Exercise directions -> Please transcribe the following records in full, exactly as given.

Exercise inputs ->
■ ■ ■

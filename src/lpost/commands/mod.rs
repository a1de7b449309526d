//! # Command Layer
//!
//! One module per user intent. Each `run` function works on the stores it
//! needs and returns a [`CmdResult`]; none of them print, prompt or exit.
//! Confirmation for destructive actions is the client's job.

use crate::model::{Post, Settings};
use std::path::PathBuf;

pub mod add;
pub mod download;
pub mod helpers;
pub mod link;
pub mod list;
pub mod reset;
pub mod settings;
pub mod view;

/// A post together with its 1-based position in the newest-first listing.
#[derive(Debug, Clone, PartialEq, Eq)]
pub struct DisplayPost {
    pub index: usize,
    pub post: Post,
}

#[derive(Debug, Clone, Copy, PartialEq, Eq)]
pub enum MessageLevel {
    Info,
    Success,
}

#[derive(Debug, Clone)]
pub struct CmdMessage {
    pub level: MessageLevel,
    pub content: String,
}

impl CmdMessage {
    pub fn info(content: impl Into<String>) -> Self {
        Self {
            level: MessageLevel::Info,
            content: content.into(),
        }
    }

    pub fn success(content: impl Into<String>) -> Self {
        Self {
            level: MessageLevel::Success,
            content: content.into(),
        }
    }
}

#[derive(Debug, Default)]
pub struct CmdResult {
    pub affected_posts: Vec<Post>,
    pub listed_posts: Vec<DisplayPost>,
    pub settings: Option<Settings>,
    pub links: Vec<String>,
    pub paths: Vec<PathBuf>,
    pub messages: Vec<CmdMessage>,
}

impl CmdResult {
    pub fn add_message(&mut self, message: CmdMessage) {
        self.messages.push(message);
    }

    pub fn with_affected_posts(mut self, posts: Vec<Post>) -> Self {
        self.affected_posts = posts;
        self
    }

    pub fn with_listed_posts(mut self, posts: Vec<DisplayPost>) -> Self {
        self.listed_posts = posts;
        self
    }

    pub fn with_settings(mut self, settings: Settings) -> Self {
        self.settings = Some(settings);
        self
    }
}
use crate::commands::DisplayPost;
use crate::error::{GalleryError, Result};
use crate::posts::PostStore;
use crate::store::StorageBackend;
use std::fmt;
use std::str::FromStr;

/// How a client points at a post: its listing position or its id.
#[derive(Debug, Clone, PartialEq, Eq)]
pub enum PostSelector {
    Index(usize),
    Id(String),
}

impl FromStr for PostSelector {
    type Err = GalleryError;

    fn from_str(s: &str) -> Result<Self> {
        let s = s.trim();
        if s.is_empty() {
            return Err(GalleryError::Api("Empty post selector".to_string()));
        }
        // Ids are base-36 timestamps (8+ chars), so short numbers are positions.
        match s.parse::<usize>() {
            Ok(n) if s.len() < 8 => Ok(PostSelector::Index(n)),
            _ => Ok(PostSelector::Id(s.to_string())),
        }
    }
}

impl fmt::Display for PostSelector {
    fn fmt(&self, f: &mut fmt::Formatter<'_>) -> fmt::Result {
        match self {
            PostSelector::Index(n) => write!(f, "{}", n),
            PostSelector::Id(id) => f.write_str(id),
        }
    }
}

pub fn indexed_posts<B: StorageBackend>(store: &PostStore<B>) -> Vec<DisplayPost> {
    store
        .list()
        .into_iter()
        .enumerate()
        .map(|(i, post)| DisplayPost {
            index: i + 1,
            post,
        })
        .collect()
}

pub fn resolve<B: StorageBackend>(
    store: &PostStore<B>,
    selector: &PostSelector,
) -> Result<DisplayPost> {
    let index = match selector {
        PostSelector::Index(n) => Some(*n),
        PostSelector::Id(id) => store.position(id),
    };
    let found = index.and_then(|index| {
        store.at(index).map(|post| DisplayPost {
            index,
            post: post.clone(),
        })
    });
    found.ok_or_else(|| GalleryError::PostNotFound(selector.to_string()))
}

pub fn resolve_all<B: StorageBackend>(
    store: &PostStore<B>,
    selectors: &[PostSelector],
) -> Result<Vec<DisplayPost>> {
    selectors.iter().map(|s| resolve(store, s)).collect()
}

#[cfg(test)]
mod tests {
    use super::*;
    use crate::store::mem::MemBackend;

    #[test]
    fn parses_positions_and_ids() {
        assert_eq!("2".parse::<PostSelector>().unwrap(), PostSelector::Index(2));
        assert_eq!(
            "lt3k9x2a".parse::<PostSelector>().unwrap(),
            PostSelector::Id("lt3k9x2a".into())
        );
        assert_eq!(
            "12345678".parse::<PostSelector>().unwrap(),
            PostSelector::Id("12345678".into())
        );
        assert!("  ".parse::<PostSelector>().is_err());
    }

    #[test]
    fn resolves_by_index_and_id() {
        let backend = MemBackend::new();
        let mut store = PostStore::open(&backend).unwrap();
        let older = store.add("older", "", Some(b"a"), "image/png").unwrap();
        store.add("newer", "", Some(b"b"), "image/png").unwrap();

        let by_index = resolve(&store, &PostSelector::Index(2)).unwrap();
        assert_eq!(by_index.post, older);

        let by_id = resolve(&store, &PostSelector::Id(older.id.clone())).unwrap();
        assert_eq!(by_id.index, 2);

        assert!(matches!(
            resolve(&store, &PostSelector::Index(3)),
            Err(GalleryError::PostNotFound(_))
        ));
        assert!(matches!(
            resolve(&store, &PostSelector::Id("missing".into())),
            Err(GalleryError::PostNotFound(_))
        ));
    }
}
//! # lpost
//!
//! A local image gallery library. Posts (an image with a title and a
//! description) and user settings live in a key-value store on disk; a
//! client adds, browses, views, copies and downloads them.
//!
//! The crate is layered the same way from the outside in:
//!
//! ```text
//! CLI (main.rs, cli/)       argument parsing, terminal output, prompts
//!        │
//! API (api.rs)              facade, parses selectors, dispatches
//!        │
//! Commands (commands/)      one module per user intent
//!        │
//! Stores (posts, settings)  validation, in-memory mirror, merge rules
//!        │
//! Storage (store/)          StorageBackend: FsBackend, MemBackend
//! ```
//!
//! Everything from `api` inward takes plain Rust values and returns
//! `Result` types. Nothing below the CLI prints, prompts or exits, so the
//! same core could sit behind any other front end.
//!
//! ## Module Overview
//!
//! - [`api`]: the facade all clients go through
//! - [`commands`]: add, list, view, link, download, settings, reset
//! - [`posts`]: the post collection and its validation rules
//! - [`settings`]: theme and animation preferences
//! - [`store`]: storage port and its implementations
//! - [`model`]: `Post`, `Settings`, `Theme`, `ImageFormat`
//! - [`data_url`]: inline image encoding
//! - [`config`]: client configuration
//! - [`clipboard`]: system clipboard support
//! - [`error`]: error types

pub mod api;
pub mod clipboard;
pub mod commands;
pub mod config;
pub mod data_url;
pub mod error;
pub mod model;
pub mod posts;
pub mod settings;
pub mod store;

■ ■ ■

Answer to the problem ->
filename src/lpost/commands/mod.rs
repository a1de7b449309526d
//! # Command Layer
//!
//! One module per user intent. Each `run` function works on the stores it
//! needs and returns a [`CmdResult`]; none of them print, prompt or exit.
//! Confirmation for destructive actions is the client's job.

use crate::model::{Post, Settings};
use std::path::PathBuf;

pub mod add;
pub mod download;
pub mod helpers;
pub mod link;
pub mod list;
pub mod reset;
pub mod settings;
pub mod view;

/// A post together with its 1-based position in the newest-first listing.
#[derive(Debug, Clone, PartialEq, Eq)]
pub struct DisplayPost {
    pub index: usize,
    pub post: Post,
}

#[derive(Debug, Clone, Copy, PartialEq, Eq)]
pub enum MessageLevel {
    Info,
    Success,
}

#[derive(Debug, Clone)]
pub struct CmdMessage {
    pub level: MessageLevel,
    pub content: String,
}

impl CmdMessage {
    pub fn info(content: impl Into<String>) -> Self {
        Self {
            level: MessageLevel::Info,
            content: content.into(),
        }
    }

    pub fn success(content: impl Into<String>) -> Self {
        Self {
            level: MessageLevel::Success,
            content: content.into(),
        }
    }
}

#[derive(Debug, Default)]
pub struct CmdResult {
    pub affected_posts: Vec<Post>,
    pub listed_posts: Vec<DisplayPost>,
    pub settings: Option<Settings>,
    pub links: Vec<String>,
    pub paths: Vec<PathBuf>,
    pub messages: Vec<CmdMessage>,
}

impl CmdResult {
    pub fn add_message(&mut self, message: CmdMessage) {
        self.messages.push(message);
    }

    pub fn with_affected_posts(mut self, posts: Vec<Post>) -> Self {
        self.affected_posts = posts;
        self
    }

    pub fn with_listed_posts(mut self, posts: Vec<DisplayPost>) -> Self {
        self.listed_posts = posts;
        self
    }

    pub fn with_settings(mut self, settings: Settings) -> Self {
        self.settings = Some(settings);
        self
    }
}
use crate::commands::DisplayPost;
use crate::error::{GalleryError, Result};
use crate::posts::PostStore;
use crate::store::StorageBackend;
use std::fmt;
use std::str::FromStr;

/// How a client points at a post: its listing position or its id.
#[derive(Debug, Clone, PartialEq, Eq)]
pub enum PostSelector {
    Index(usize),
    Id(String),
}

impl FromStr for PostSelector {
    type Err = GalleryError;

    fn from_str(s: &str) -> Result<Self> {
        let s = s.trim();
        if s.is_empty() {
            return Err(GalleryError::Api("Empty post selector".to_string()));
        }
        // Ids are base-36 timestamps (8+ chars), so short numbers are positions.
        match s.parse::<usize>() {
            Ok(n) if s.len() < 8 => Ok(PostSelector::Index(n)),
            _ => Ok(PostSelector::Id(s.to_string())),
        }
    }
}

impl fmt::Display for PostSelector {
    fn fmt(&self, f: &mut fmt::Formatter<'_>) -> fmt::Result {
        match self {
            PostSelector::Index(n) => write!(f, "{}", n),
            PostSelector::Id(id) => f.write_str(id),
        }
    }
}

pub fn indexed_posts<B: StorageBackend>(store: &PostStore<B>) -> Vec<DisplayPost> {
    store
        .list()
        .into_iter()
        .enumerate()
        .map(|(i, post)| DisplayPost {
            index: i + 1,
            post,
        })
        .collect()
}

pub fn resolve<B: StorageBackend>(
    store: &PostStore<B>,
    selector: &PostSelector,
) -> Result<DisplayPost> {
    let index = match selector {
        PostSelector::Index(n) => Some(*n),
        PostSelector::Id(id) => store.position(id),
    };
    let found = index.and_then(|index| {
        store.at(index).map(|post| DisplayPost {
            index,
            post: post.clone(),
        })
    });
    found.ok_or_else(|| GalleryError::PostNotFound(selector.to_string()))
}

pub fn resolve_all<B: StorageBackend>(
    store: &PostStore<B>,
    selectors: &[PostSelector],
) -> Result<Vec<DisplayPost>> {
    selectors.iter().map(|s| resolve(store, s)).collect()
}

#[cfg(test)]
mod tests {
    use super::*;
    use crate::store::mem::MemBackend;

    #[test]
    fn parses_positions_and_ids() {
        assert_eq!("2".parse::<PostSelector>().unwrap(), PostSelector::Index(2));
        assert_eq!(
            "lt3k9x2a".parse::<PostSelector>().unwrap(),
            PostSelector::Id("lt3k9x2a".into())
        );
        assert_eq!(
            "12345678".parse::<PostSelector>().unwrap(),
            PostSelector::Id("12345678".into())
        );
        assert!("  ".parse::<PostSelector>().is_err());
    }

    #[test]
    fn resolves_by_index_and_id() {
        let backend = MemBackend::new();
        let mut store = PostStore::open(&backend).unwrap();
        let older = store.add("older", "", Some(b"a"), "image/png").unwrap();
        store.add("newer", "", Some(b"b"), "image/png").unwrap();

        let by_index = resolve(&store, &PostSelector::Index(2)).unwrap();
        assert_eq!(by_index.post, older);

        let by_id = resolve(&store, &PostSelector::Id(older.id.clone())).unwrap();
        assert_eq!(by_id.index, 2);

        assert!(matches!(
            resolve(&store, &PostSelector::Index(3)),
            Err(GalleryError::PostNotFound(_))
        ));
        assert!(matches!(
            resolve(&store, &PostSelector::Id("missing".into())),
            Err(GalleryError::PostNotFound(_))
        ));
    }
}
//! # lpost
//!
//! A local image gallery library. Posts (an image with a title and a
//! description) and user settings live in a key-value store on disk; a
//! client adds, browses, views, copies and downloads them.
//!
//! The crate is layered the same way from the outside in:
//!
//! ```text
//! CLI (main.rs, cli/)       argument parsing, terminal output, prompts
//!        │
//! API (api.rs)              facade, parses selectors, dispatches
//!        │
//! Commands (commands/)      one module per user intent
//!        │
//! Stores (posts, settings)  validation, in-memory mirror, merge rules
//!        │
//! Storage (store/)          StorageBackend: FsBackend, MemBackend
//! ```
//!
//! Everything from `api` inward takes plain Rust values and returns
//! `Result` types. Nothing below the CLI prints, prompts or exits, so the
//! same core could sit behind any other front end.
//!
//! ## Module Overview
//!
//! - [`api`]: the facade all clients go through
//! - [`commands`]: add, list, view, link, download, settings, reset
//! - [`posts`]: the post collection and its validation rules
//! - [`settings`]: theme and animation preferences
//! - [`store`]: storage port and its implementations
//! - [`model`]: `Post`, `Settings`, `Theme`, `ImageFormat`
//! - [`data_url`]: inline image encoding
//! - [`config`]: client configuration
//! - [`clipboard`]: system clipboard support
//! - [`error`]: error types

pub mod api;
pub mod clipboard;
pub mod commands;
pub mod config;
pub mod data_url;
pub mod error;
pub mod model;
pub mod posts;
pub mod settings;
pub mod store;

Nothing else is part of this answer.